There were 42 respondents out of 604 (DSRIP and non-DSRIP providers) who answered the survey. They were mostly clinicians and administrators in Harris County (88%), with a few respondents (12%) from Fort Bend (2), Chambers (2) and Calhoun (1) counties.  Most of the respondents were from outpatient clinics (13), solo practice offices (9), substance use clinics (4) and FQHCs (3). The rest were from other organizations including the Harris Healthcare System (inpatient and outpatient), hospitals, group practice offices, managed care organizations, the public health department, social services agency, advocacy groups, religious organizations, and homeless shelters. These organizations serve Medicaid, private insured, self-pay, low income uninsured, Medicare, and dual eligible (Medicaid/Medicare) populations. All 42 respondents answered all the survey questions or indicated the question did not apply (N/A).

RHP 3 Behavioral Health Gap Analysis Survey Results
Behavioral Health Gap Analysis Survey Report


Data related to Projects and Payment

The "All Projects Summary" was created by Dr.
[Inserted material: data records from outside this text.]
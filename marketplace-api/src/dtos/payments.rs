use serde::{Deserialize, Serialize};
use validator::Validate;

use crate::services::PaymentReport;

#[derive(Debug, Deserialize, Validate)]
#[serde(rename_all = "camelCase")]
pub struct CreateIntentRequest {
    /// Major units, e.g. dollars.
    pub price: f64,

    #[validate(length(equal = 3, message = "Currency must be a 3-letter ISO code"))]
    pub currency: Option<String>,

    pub booking_id: Option<String>,
}

#[derive(Debug, Serialize, Deserialize)]
#[serde(rename_all = "camelCase")]
pub struct CreateIntentResponse {
    pub client_secret: String,
}

/// Reported by the client once the charge has completed.
/// Extra fields sent by older clients are ignored.
#[derive(Debug, Deserialize, Validate)]
#[serde(rename_all = "camelCase")]
pub struct ConfirmPaymentRequest {
    #[validate(length(min = 1, message = "bookingId is required"))]
    pub booking_id: String,

    #[validate(email(message = "Invalid email format"))]
    pub email: String,

    #[validate(range(min = 0.0, message = "Amount must not be negative"))]
    pub amount: f64,

    #[validate(length(min = 1, message = "transactionId is required"))]
    pub transaction_id: String,
}

impl From<ConfirmPaymentRequest> for PaymentReport {
    fn from(req: ConfirmPaymentRequest) -> Self {
        PaymentReport {
            booking_id: req.booking_id,
            email: req.email,
            amount: req.amount,
            transaction_id: req.transaction_id,
        }
    }
}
Begley and his team and summarizes all projects and includes RHP3 Category 1, 2, and 3 data, MLIU data, QPI data, payment information, and a summary of all projects in the region. Additionally, the document categorizes projects into larger groups (i.e. behavioral health, chronic care…) and analyzes how each category is doing in the region.  This document provides data for DY3 and DY4.